There are concerns that the combined effect of the aforementioned phenomena will have a negative impact on future maintenance of the medical system. Although the number of patients with COVID-19 in Japan is relatively small compared to other countries in Europe and the United States [11], our survey results show that COVID-19 still has a significant influence on the medical system.

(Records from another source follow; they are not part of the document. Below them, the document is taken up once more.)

//! In-memory [`Store`] implementation for tests and embedded use.
//!
//! Every table sits behind its own `std::sync::RwLock`. Insertion order is
//! kept in `Vec`s so listing and retrieval order match what a SQL backend
//! returns for `ORDER BY` on insertion.

use std::collections::HashMap;
use std::sync::{RwLock, RwLockReadGuard, RwLockWriteGuard};

use anyhow::{anyhow, bail, Result};
use async_trait::async_trait;

use crate::models::{Chunk, Collection, Document, Model, Provider};

use super::Store;

/// In-memory store. Cheap to construct; share it as `Arc<InMemoryStore>`.
#[derive(Default)]
pub struct InMemoryStore {
    providers: RwLock<HashMap<String, Provider>>,
    models: RwLock<Vec<Model>>,
    collections: RwLock<Vec<Collection>>,
    documents: RwLock<Vec<Document>>,
    chunks: RwLock<Vec<Chunk>>,
}

impl InMemoryStore {
    pub fn new() -> Self {
        Self::default()
    }
}

fn read<T>(lock: &RwLock<T>) -> Result<RwLockReadGuard<'_, T>> {
    lock.read().map_err(|_| anyhow!("in-memory store lock poisoned"))
}

fn write<T>(lock: &RwLock<T>) -> Result<RwLockWriteGuard<'_, T>> {
    lock.write().map_err(|_| anyhow!("in-memory store lock poisoned"))
}

impl InMemoryStore {
    fn document_ids_in(&self, collection_ids: &[String]) -> Result<Vec<String>> {
        let docs = read(&self.documents)?;
        Ok(docs
            .iter()
            .filter(|d| collection_ids.contains(&d.collection_id))
            .map(|d| d.id.clone())
            .collect())
    }

    /// Chunks of `doc_ids` (in that order) matching `keep`, each document's
    /// chunks sorted by index.
    fn chunks_for(&self, doc_ids: &[String], keep: impl Fn(&Chunk) -> bool) -> Result<Vec<Chunk>> {
        let chunks = read(&self.chunks)?;
        let mut out = Vec::new();
        for doc_id in doc_ids {
            let mut doc_chunks: Vec<Chunk> = chunks
                .iter()
                .filter(|c| &c.document_id == doc_id && keep(c))
                .cloned()
                .collect();
            doc_chunks.sort_by_key(|c| c.chunk_index);
            out.extend(doc_chunks);
        }
        Ok(out)
    }
}

#[async_trait]
impl Store for InMemoryStore {
    async fn upsert_provider(&self, provider: &Provider) -> Result<()> {
        let mut providers = write(&self.providers)?;
        if providers
            .values()
            .any(|p| p.name == provider.name && p.id != provider.id)
        {
            bail!("provider name '{}' is already taken", provider.name);
        }
        providers.insert(provider.id.clone(), provider.clone());
        Ok(())
    }

    async fn get_provider(&self, id: &str) -> Result<Option<Provider>> {
        Ok(read(&self.providers)?.get(id).cloned())
    }

    async fn find_provider_by_name(&self, name: &str) -> Result<Option<Provider>> {
        Ok(read(&self.providers)?
            .values()
            .find(|p| p.name == name)
            .cloned())
    }

    async fn list_providers(&self) -> Result<Vec<Provider>> {
        let mut all: Vec<Provider> = read(&self.providers)?.values().cloned().collect();
        all.sort_by(|a, b| a.name.cmp(&b.name));
        Ok(all)
    }

    async fn delete_provider(&self, id: &str) -> Result<bool> {
        let removed = write(&self.providers)?.remove(id).is_some();
        if removed {
            write(&self.models)?.retain(|m| m.provider_id != id);
        }
        Ok(removed)
    }

    async fn replace_models(&self, provider_id: &str, models: &[Model]) -> Result<()> {
        if models.iter().any(|m| m.provider_id != provider_id) {
            bail!("replace_models: model does not belong to provider {}", provider_id);
        }
        // One write guard for the whole swap keeps readers from seeing a mix.
        let mut stored = write(&self.models)?;
        stored.retain(|m| m.provider_id != provider_id);
        for model in models {
            match stored
                .iter_mut()
                .find(|m| m.provider_id == provider_id && m.model_id == model.model_id)
            {
                Some(existing) => *existing = model.clone(),
                None => stored.push(model.clone()),
            }
        }
        Ok(())
    }

    async fn list_models(&self, provider_id: &str) -> Result<Vec<Model>> {
        Ok(read(&self.models)?
            .iter()
            .filter(|m| m.provider_id == provider_id)
            .cloned()
            .collect())
    }

    async fn insert_collection(&self, collection: &Collection) -> Result<()> {
        let mut collections = write(&self.collections)?;
        if collections.iter().any(|c| c.name == collection.name) {
            bail!("collection name '{}' is already taken", collection.name);
        }
        collections.push(collection.clone());
        Ok(())
    }

    async fn get_collection(&self, id: &str) -> Result<Option<Collection>> {
        Ok(read(&self.collections)?.iter().find(|c| c.id == id).cloned())
    }

    async fn find_collection_by_name(&self, name: &str) -> Result<Option<Collection>> {
        Ok(read(&self.collections)?
            .iter()
            .find(|c| c.name == name)
            .cloned())
    }

    async fn list_collections(&self) -> Result<Vec<Collection>> {
        Ok(read(&self.collections)?.clone())
    }

    async fn delete_collection(&self, id: &str) -> Result<bool> {
        let mut collections = write(&self.collections)?;
        let before = collections.len();
        collections.retain(|c| c.id != id);
        if collections.len() == before {
            return Ok(false);
        }
        let doc_ids = {
            let mut docs = write(&self.documents)?;
            let ids: Vec<String> = docs
                .iter()
                .filter(|d| d.collection_id == id)
                .map(|d| d.id.clone())
                .collect();
            docs.retain(|d| d.collection_id != id);
            ids
        };
        write(&self.chunks)?.retain(|c| !doc_ids.contains(&c.document_id));
        Ok(true)
    }

    async fn insert_document(&self, document: &Document) -> Result<()> {
        let mut docs = write(&self.documents)?;
        if docs.iter().any(|d| d.id == document.id) {
            bail!("document {} already exists", document.id);
        }
        docs.push(document.clone());
        Ok(())
    }

    async fn get_document(&self, id: &str) -> Result<Option<Document>> {
        Ok(read(&self.documents)?.iter().find(|d| d.id == id).cloned())
    }

    async fn list_documents(&self, collection_id: &str) -> Result<Vec<Document>> {
        Ok(read(&self.documents)?
            .iter()
            .filter(|d| d.collection_id == collection_id)
            .cloned()
            .collect())
    }

    async fn delete_document(&self, id: &str) -> Result<bool> {
        let mut docs = write(&self.documents)?;
        let before = docs.len();
        docs.retain(|d| d.id != id);
        if docs.len() == before {
            return Ok(false);
        }
        write(&self.chunks)?.retain(|c| c.document_id != id);
        Ok(true)
    }

    async fn insert_chunk(&self, chunk: &Chunk) -> Result<()> {
        if !read(&self.documents)?.iter().any(|d| d.id == chunk.document_id) {
            bail!("chunk {} references missing document {}", chunk.id, chunk.document_id);
        }
        let mut chunks = write(&self.chunks)?;
        match chunks.iter_mut().find(|c| c.id == chunk.id) {
            Some(existing) => *existing = chunk.clone(),
            None => chunks.push(chunk.clone()),
        }
        Ok(())
    }

    async fn set_chunk_embedding(&self, chunk_id: &str, embedding: &[f32]) -> Result<()> {
        let mut chunks = write(&self.chunks)?;
        let chunk = chunks
            .iter_mut()
            .find(|c| c.id == chunk_id)
            .ok_or_else(|| anyhow!("chunk {} not found", chunk_id))?;
        chunk.embedding = Some(embedding.to_vec());
        Ok(())
    }

    async fn list_chunks(&self, document_id: &str) -> Result<Vec<Chunk>> {
        self.chunks_for(&[document_id.to_string()], |_| true)
    }

    async fn delete_chunks(&self, document_id: &str) -> Result<u64> {
        let mut chunks = write(&self.chunks)?;
        let before = chunks.len();
        chunks.retain(|c| c.document_id != document_id);
        Ok((before - chunks.len()) as u64)
    }

    async fn chunks_missing_embedding(&self, collection_id: &str) -> Result<Vec<Chunk>> {
        let doc_ids = self.document_ids_in(&[collection_id.to_string()])?;
        self.chunks_for(&doc_ids, |c| c.embedding.is_none())
    }

    async fn embedded_chunks(&self, collection_ids: &[String]) -> Result<Vec<Chunk>> {
        let doc_ids = self.document_ids_in(collection_ids)?;
        self.chunks_for(&doc_ids, |c| c.embedding.is_some())
    }
}

#[cfg(test)]
mod tests {
    use super::*;
    use crate::models::{FileType, ModelSpec, ProviderConfig, TestResult};

    fn provider(id: &str, name: &str) -> Provider {
        Provider {
            id: id.to_string(),
            name: name.to_string(),
            credential: None,
            is_active: true,
            is_connected: false,
            last_test_result: TestResult::Unset,
            last_test_message: None,
            config: ProviderConfig::local("http://localhost:11434"),
            created_at: 0,
            updated_at: 0,
        }
    }

    fn document(id: &str, collection_id: &str) -> Document {
        Document {
            id: id.to_string(),
            collection_id: collection_id.to_string(),
            filename: format!("{}.pdf", id),
            filepath: format!("/tmp/{}.pdf", id),
            file_type: FileType::Pdf,
            file_size_bytes: 10,
            raw_content: "text".to_string(),
            metadata: serde_json::json!({}),
            created_at: 0,
        }
    }

    fn chunk(id: &str, doc: &str, index: i64, embedding: Option<Vec<f32>>) -> Chunk {
        Chunk {
            id: id.to_string(),
            document_id: doc.to_string(),
            chunk_index: index,
            content: id.to_string(),
            embedding,
            start_offset: index as usize,
            end_offset: index as usize + 1,
            metadata: serde_json::json!({}),
        }
    }

    #[tokio::test]
    async fn test_provider_name_is_unique() {
        let store = InMemoryStore::new();
        store.upsert_provider(&provider("p1", "ollama")).await.unwrap();
        assert!(store.upsert_provider(&provider("p2", "ollama")).await.is_err());
        // same id, same name is an update
        store.upsert_provider(&provider("p1", "ollama")).await.unwrap();
        assert_eq!(store.list_providers().await.unwrap().len(), 1);
    }

    #[tokio::test]
    async fn test_replace_models_has_no_duplicates() {
        let store = InMemoryStore::new();
        let a = Model::from_spec("p1", ModelSpec::new("m1"));
        let b = Model::from_spec("p1", ModelSpec::new("m1"));
        let c = Model::from_spec("p1", ModelSpec::new("m2"));
        store.replace_models("p1", &[a, b, c.clone()]).await.unwrap();
        store.replace_models("p1", &[c]).await.unwrap();
        let models = store.list_models("p1").await.unwrap();
        assert_eq!(models.len(), 1);
        assert_eq!(models[0].model_id, "m2");
    }

    #[tokio::test]
    async fn test_embedded_chunks_natural_order() {
        let store = InMemoryStore::new();
        store.insert_document(&document("d1", "c1")).await.unwrap();
        store.insert_document(&document("d2", "c2")).await.unwrap();
        store.insert_document(&document("d3", "c1")).await.unwrap();
        store.insert_chunk(&chunk("d1-1", "d1", 1, Some(vec![1.0]))).await.unwrap();
        store.insert_chunk(&chunk("d1-0", "d1", 0, Some(vec![1.0]))).await.unwrap();
        store.insert_chunk(&chunk("d2-0", "d2", 0, Some(vec![1.0]))).await.unwrap();
        store.insert_chunk(&chunk("d3-0", "d3", 0, None)).await.unwrap();
        store.insert_chunk(&chunk("d3-1", "d3", 1, Some(vec![1.0]))).await.unwrap();

        let ids: Vec<String> = store
            .embedded_chunks(&["c1".to_string()])
            .await
            .unwrap()
            .into_iter()
            .map(|c| c.id)
            .collect();
        assert_eq!(ids, vec!["d1-0", "d1-1", "d3-1"]);

        let missing = store.chunks_missing_embedding("c1").await.unwrap();
        assert_eq!(missing.len(), 1);
        assert_eq!(missing[0].id, "d3-0");
    }

    #[tokio::test]
    async fn test_delete_document_cascades() {
        let store = InMemoryStore::new();
        store.insert_document(&document("d1", "c1")).await.unwrap();
        store.insert_chunk(&chunk("k1", "d1", 0, None)).await.unwrap();
        assert!(store.delete_document("d1").await.unwrap());
        assert!(store.list_chunks("d1").await.unwrap().is_empty());
        assert!(!store.delete_document("d1").await.unwrap());
    }

    #[tokio::test]
    async fn test_chunk_requires_document() {
        let store = InMemoryStore::new();
        assert!(store.insert_chunk(&chunk("k1", "ghost", 0, None)).await.is_err());
    }
}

In this facility-level analysis of treatment patterns and outcomes of CKD patients with COVID-19, the mortality rate was at least 9.2%. It is possible that this is a low estimate, because the clinical outcomes of 30.3% of the patients were unknown when the survey was performed. A substantial proportion of the patients (47.8%) required oxygen administration, and 16.5% needed ventilatory support, while the previous report of the 5,194 COVID-19 patients in Japanese general population showed that 32.1% received oxygen administration and 7.5% received ventilator support or extracorporeal membrane oxygenation treatment [12]. These results were consistent with those of previous reports. This suggests that CKD is a risk factor for severe COVID-19 [4]. However, because this questionnaire targeted a relatively large-volume hospital, it is also possible that the results may have disproportionately represented relatively severe disease. In addition, since we did not collect individual patients’ information, such as their age or CKD stage, in this survey, we were unable to make adjustments based on individual background factors.

In the facilities where nosocomial COVID-19 transmission occurred, the staff accounted for 39.0% of the infected cases; thus, we proposed that not only did nosocomial transmission have a direct negative impact on the affected patients, but it also led to a significant reduction in the number of available medical staff and a decrease in the quality of medical care for patients who were unaffected by COVID-19.

This study had several limitations. First, the response rate was 49.3%. Although the response rate did not vary widely among the different regions in Japan, or with/without designation for the management of infectious diseases, it is unclear how well the participating facilities represented the total population for other aspects, such as the facility size or its equipment level. In addition, there may have been recall bias or misreporting in the questionnaire, which may have led to misclassification of the results. Finally, as previously mentioned, we were unable to collect detailed information on individual patients’ characteristics (such as age, CKD stage, and comorbidities) in the section of the survey that dealt with the treatment patterns and the patients’ COVID-19-related outcomes. In this respect, further research is required to investigate the association between CKD status, stage, and treatment, and COVID-19-related outcomes.

This nationwide survey demonstrated that several nephrology facilities took various measures to treat patients with CKD safely, even during the COVID-19 pandemic. However, these facilities were still confronted by problems that were associated with the hastily implemented measures. Some problems were directly related to patient care, and these problems should be resolved promptly. Our results also suggested that patients with CKD may be more susceptible to severe COVID-19 symptoms; however, further examination of this concept in more detailed studies is required.